Google seems to agree and has put a sizeable investment behind this belief. On the official Google blog, Larry Adler wrote: “We believe that the new network will provide wireless consumers with real choices for the software applications, content and handsets that they desire. Such freedom will mirror the openness principles underlying the Internet and enable users to get the most out of their wireless broadband experience. As we’ve supported open standards for spectrum and wireless handsets, we’re especially excited that Clearwire intends to build and maintain a network that will embrace important openness features. In particular, the network will: (1) expand advanced high speed wireless Internet access in the U.S., (2) allow consumers to utilize any lawful applications, content and devices without blocking, degrading or impairing Internet traffic and (3) engage in reasonable and competitively-neutral network management.”
The Clearwire deal is well aligned with complementary Sprint announcements over the past couple of days that also drive freedom for users and innovation by third parties.
Today, Google and Sprint also announced partnering on the 3G network that Sprint will continue to own and operate. Kevin Packingham, Sprint’s VP of Product Managment said “Our partnership with Google is a great example of how Sprint is making the mobile Internet experience even more customer-friendly and useful to our customers.” And Doug Garland, Google’s VP of Product Management noted “We both believe in openness and providing compelling, easy-to-use mobile services that consumers can use every day. We look forward to working together to deliver a great experience.”

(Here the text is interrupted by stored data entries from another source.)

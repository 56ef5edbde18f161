//! Station state engine

use chrono::{DateTime, Local};
use std::sync::Arc;
use tracing::{debug, info, warn};
use voltbay_api::{Authenticated, ChargeDurations, DurationSlot, SessionInfo, StationSnapshot};
use voltbay_config::{CountdownPolicy, StationConfig};
use voltbay_store::{AuditEvent, AuditEventType, Store};
use voltbay_util::{Identity, MonotonicInstant, Result, StationError};

use crate::{
    ChargingSession, CodeBook, CoreEvent, DurationConfig, EmergencyLatch, Roster, StopResult,
    TickOutcome, authenticate, validate_code,
};

/// The station state engine.
///
/// A synchronous state machine; every operation takes `&mut self`, so the
/// owner serializes all mutations. Time is always passed in by the caller.
pub struct StationEngine {
    station_name: String,
    codes: CodeBook,
    durations: DurationConfig,
    latch: EmergencyLatch,
    roster: Roster,
    current_session: Option<ChargingSession>,
    current_user: Option<Authenticated>,
    countdown: CountdownPolicy,
    store: Arc<dyn Store>,
}

impl StationEngine {
    /// Build the engine, loading the user code set from the store
    pub fn new(config: &StationConfig, store: Arc<dyn Store>) -> Result<Self> {
        let codes = CodeBook::load(
            config.admin_code.clone(),
            &config.default_user_codes,
            store.clone(),
        );
        let durations = DurationConfig::new(config.durations)?;

        info!(
            station = %config.station.name,
            user_codes = codes.len(),
            countdown = ?config.station.countdown,
            "Station engine initialized"
        );

        Ok(Self {
            station_name: config.station.name.clone(),
            codes,
            durations,
            latch: EmergencyLatch::default(),
            roster: Roster::new(),
            current_session: None,
            current_user: None,
            countdown: config.station.countdown,
            store,
        })
    }

    // Login state

    /// Authenticate and remember who is at the kiosk.
    ///
    /// A failed attempt leaves the previous login in place.
    pub fn login(&mut self, code: &str) -> Result<Authenticated> {
        match authenticate(&self.codes, code) {
            Ok(auth) => {
                let _ = self.store.append_audit(AuditEvent::new(AuditEventType::LoginSucceeded {
                    identity: auth.identity.clone(),
                    role: auth.role,
                }));
                info!(identity = %auth.identity, role = ?auth.role, "Login succeeded");
                self.current_user = Some(auth.clone());
                Ok(auth)
            }
            Err(e) => {
                let _ = self.store.append_audit(AuditEvent::new(AuditEventType::LoginFailed));
                warn!("Login failed");
                Err(e)
            }
        }
    }

    /// Forget the current user. Sessions are unaffected.
    pub fn logout(&mut self) -> Option<Authenticated> {
        let previous = self.current_user.take();
        if let Some(auth) = &previous {
            info!(identity = %auth.identity, "Logged out");
        }
        previous
    }

    pub fn current_user(&self) -> Option<&Authenticated> {
        self.current_user.as_ref()
    }

    // Sessions

    /// Start a charging session for `owner`.
    ///
    /// The new session becomes current and replaces any roster entry the
    /// owner already had.
    pub fn start_charging(
        &mut self,
        duration_minutes: u32,
        owner: &Identity,
        now: DateTime<Local>,
        now_mono: MonotonicInstant,
    ) -> Result<SessionInfo> {
        if self.latch.is_tripped() {
            warn!(owner = %owner, "Start refused while emergency stop is active");
            return Err(StationError::EmergencyActive);
        }

        let label = match &self.current_user {
            Some(auth) if &auth.identity == owner => auth.label.clone(),
            _ => owner.to_string(),
        };

        let session = ChargingSession::new(owner.clone(), label, duration_minutes, now, now_mono)?;
        let info = session.to_info();

        let replaced = self.roster.upsert(session.clone()).is_some();
        self.current_session = Some(session);

        let _ = self.store.append_audit(AuditEvent::new(AuditEventType::SessionStarted {
            session_id: info.session_id.clone(),
            owner: owner.clone(),
            duration_minutes,
            replaced,
        }));

        info!(
            session_id = %info.session_id,
            owner = %owner,
            duration_minutes,
            replaced,
            "Charging session started"
        );

        Ok(info)
    }

    /// Start a session for the logged-in user with the minutes of `slot`.
    ///
    /// `confirm_code` must be any valid code. Nobody logged in is a request
    /// error.
    pub fn start_for_current_user(
        &mut self,
        slot: DurationSlot,
        confirm_code: &str,
        now: DateTime<Local>,
        now_mono: MonotonicInstant,
    ) -> Result<SessionInfo> {
        let Some(owner) = self.current_user.as_ref().map(|auth| auth.identity.clone()) else {
            return Err(StationError::request("nobody is logged in"));
        };
        if !self.validate_code(confirm_code) {
            return Err(StationError::InvalidCode);
        }
        let minutes = self.durations().get(slot);
        self.start_charging(minutes, &owner, now, now_mono)
    }

    /// Advance every active countdown by one tick.
    ///
    /// Inert while the emergency latch is tripped. The current session is
    /// written back to the roster when its entry still belongs to it; other
    /// active roster entries are advanced in place.
    pub fn tick(&mut self, now_mono: MonotonicInstant) -> Vec<CoreEvent> {
        let mut events = Vec::new();
        if self.latch.is_tripped() {
            return events;
        }

        let mut completed = Vec::new();
        let policy = self.countdown;

        if let Some(session) = &mut self.current_session
            && session.is_active()
        {
            let outcome = session.advance(policy, now_mono);
            if outcome != TickOutcome::Unchanged {
                self.roster.write_back(session);
                events.push(CoreEvent::SessionTick(session.to_info()));
            }
            if outcome == TickOutcome::Completed {
                completed.push((session.session_id.clone(), session.owner.clone()));
            }
        }

        let current_id = self.current_session.as_ref().map(|s| s.session_id.clone());
        for entry in self.roster.iter_mut() {
            if !entry.is_active() || Some(&entry.session_id) == current_id.as_ref() {
                continue;
            }
            let outcome = entry.advance(policy, now_mono);
            if outcome != TickOutcome::Unchanged {
                events.push(CoreEvent::SessionTick(entry.to_info()));
            }
            if outcome == TickOutcome::Completed {
                completed.push((entry.session_id.clone(), entry.owner.clone()));
            }
        }

        for (session_id, owner) in completed {
            let _ = self.store.append_audit(AuditEvent::new(AuditEventType::SessionCompleted {
                session_id: session_id.clone(),
                owner: owner.clone(),
            }));
            info!(session_id = %session_id, owner = %owner, "Charging session completed");
            events.push(CoreEvent::SessionCompleted { session_id, owner });
        }

        events
    }

    /// Stop the current session with any valid code.
    ///
    /// On success the session is marked stopped and its roster entry removed.
    /// On failure nothing changes.
    pub fn stop_charging(&mut self, code: &str, now_mono: MonotonicInstant) -> Result<StopResult> {
        if !self.current_session.as_ref().is_some_and(|s| s.is_active()) {
            self.deny_stop("no active session");
            return Err(StationError::NoActiveSession);
        }

        if !validate_code(&self.codes, code) {
            self.deny_stop("invalid code");
            return Err(StationError::InvalidCode);
        }

        let Some(session) = self.current_session.as_mut() else {
            return Err(StationError::NoActiveSession);
        };
        session.mark_stopped();
        let result = StopResult {
            session_id: session.session_id.clone(),
            owner: session.owner.clone(),
            remaining_seconds: session.remaining_seconds(),
            elapsed: session.elapsed(now_mono),
        };

        if self.roster.contains_session(&result.session_id) {
            self.roster.remove(&result.owner);
        }

        let _ = self.store.append_audit(AuditEvent::new(AuditEventType::SessionStopped {
            session_id: result.session_id.clone(),
            owner: result.owner.clone(),
            remaining_seconds: result.remaining_seconds,
        }));

        info!(
            session_id = %result.session_id,
            owner = %result.owner,
            remaining_seconds = result.remaining_seconds,
            "Charging session stopped"
        );

        Ok(result)
    }

    fn deny_stop(&self, reason: &str) {
        let _ = self.store.append_audit(AuditEvent::new(AuditEventType::StopDenied {
            reason: reason.to_string(),
        }));
        warn!(reason, "Stop denied");
    }

    /// Clear the current session after it ended.
    pub fn acknowledge_completion(&mut self) -> Result<()> {
        match &self.current_session {
            None => Err(StationError::NoActiveSession),
            Some(s) if s.is_active() => Err(StationError::SessionStillActive),
            Some(s) => {
                debug!(session_id = %s.session_id, "Session acknowledged");
                self.current_session = None;
                Ok(())
            }
        }
    }

    /// Remove an ended roster entry. Returns whether an entry was removed.
    pub fn dismiss(&mut self, owner: &Identity) -> Result<bool> {
        match self.roster.get(owner) {
            None => Ok(false),
            Some(entry) if entry.is_active() => Err(StationError::SessionStillActive),
            Some(_) => {
                self.roster.remove(owner);
                debug!(owner = %owner, "Roster entry dismissed");
                Ok(true)
            }
        }
    }

    pub fn current_session(&self) -> Option<SessionInfo> {
        self.current_session.as_ref().map(ChargingSession::to_info)
    }

    pub fn roster(&self) -> Vec<SessionInfo> {
        self.roster.infos()
    }

    /// Whether a countdown still needs driving
    pub fn needs_tick(&self) -> bool {
        if self.latch.is_tripped() {
            return false;
        }
        self.current_session.as_ref().is_some_and(|s| s.is_active()) || self.roster.has_active()
    }

    // Emergency latch

    /// Trip the latch, deactivate the current session and clear the roster.
    ///
    /// Safe to call repeatedly; only the first call emits an event.
    pub fn trigger_emergency_stop(&mut self, now: DateTime<Local>) -> Option<CoreEvent> {
        if let Some(session) = &mut self.current_session {
            session.mark_emergency_stopped();
        }
        let sessions_cleared = self.roster.clear();

        if !self.latch.trip(now) {
            debug!("Emergency stop already active");
            return None;
        }

        let _ = self.store.append_audit(AuditEvent::new(
            AuditEventType::EmergencyStopTriggered { sessions_cleared },
        ));
        warn!(sessions_cleared, "Emergency stop triggered");

        Some(CoreEvent::EmergencyStopTriggered { sessions_cleared })
    }

    /// Clear the latch and the current session. The login is kept.
    ///
    /// When the latch is not tripped this is a no-op: the current session,
    /// including an active one, is left alone and no event is produced.
    pub fn reset_emergency_stop(&mut self) -> Option<CoreEvent> {
        if !self.latch.reset() {
            debug!("Emergency stop reset requested but latch is not tripped");
            return None;
        }
        self.current_session = None;

        let _ = self.store.append_audit(AuditEvent::new(AuditEventType::EmergencyStopReset));
        info!("Emergency stop reset");

        Some(CoreEvent::EmergencyStopReset)
    }

    pub fn is_emergency_stop(&self) -> bool {
        self.latch.is_tripped()
    }

    pub fn emergency_tripped_at(&self) -> Option<DateTime<Local>> {
        self.latch.tripped_at()
    }

    // Durations

    pub fn durations(&self) -> ChargeDurations {
        self.durations.get()
    }

    pub fn set_durations(&mut self, durations: ChargeDurations) -> Result<()> {
        self.durations.set(durations)?;
        let _ = self
            .store
            .append_audit(AuditEvent::new(AuditEventType::DurationsChanged { durations }));
        Ok(())
    }

    // User codes

    /// Add a user code; returns its 1-based position
    pub fn add_user_code(&mut self, code: &str) -> Result<usize> {
        let position = self.codes.add_user_code(code)?;
        let _ = self.store.append_audit(AuditEvent::new(AuditEventType::UserCodeAdded {
            position,
            count: self.codes.len(),
        }));
        Ok(position)
    }

    pub fn remove_user_code(&mut self, code: &str) -> Result<bool> {
        let removed = self.codes.remove_user_code(code)?;
        if removed {
            let _ = self.store.append_audit(AuditEvent::new(AuditEventType::UserCodeRemoved {
                count: self.codes.len(),
            }));
        }
        Ok(removed)
    }

    /// Whether `code` is the admin code or any user code
    pub fn validate_code(&self, code: &str) -> bool {
        validate_code(&self.codes, code)
    }

    pub fn user_codes(&self) -> Vec<String> {
        self.codes.user_codes()
    }

    pub fn user_code_count(&self) -> usize {
        self.codes.len()
    }

    /// Full state snapshot for display
    pub fn snapshot(&self) -> StationSnapshot {
        StationSnapshot {
            station_name: self.station_name.clone(),
            emergency_stop: self.latch.is_tripped(),
            current_user: self.current_user.clone(),
            current_session: self.current_session(),
            roster: self.roster(),
            durations: self.durations(),
            user_code_count: self.codes.len(),
        }
    }
}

Sprint also amplified that commitment to freedom (that’s freedom as in “free speech” not “free beer”) at the JavaOne conference this week. Sprint announced, among other things, a relaunch of the Professional Developers’ Program, providing APIs for developers to access GPS, address book, and messaging information.
Bottom line, what does it all mean?
I believe these announcements provide a much more rapid path to a broadband mobile (not just wireless) network that delivers multi-megabit speeds and the openness to innovation that will unleash unimaginable developments. But it also means marketing partners that share the vision and can drive this mobility revolution to the mass market.
And that really makes sense for driving the mobility revolution forward!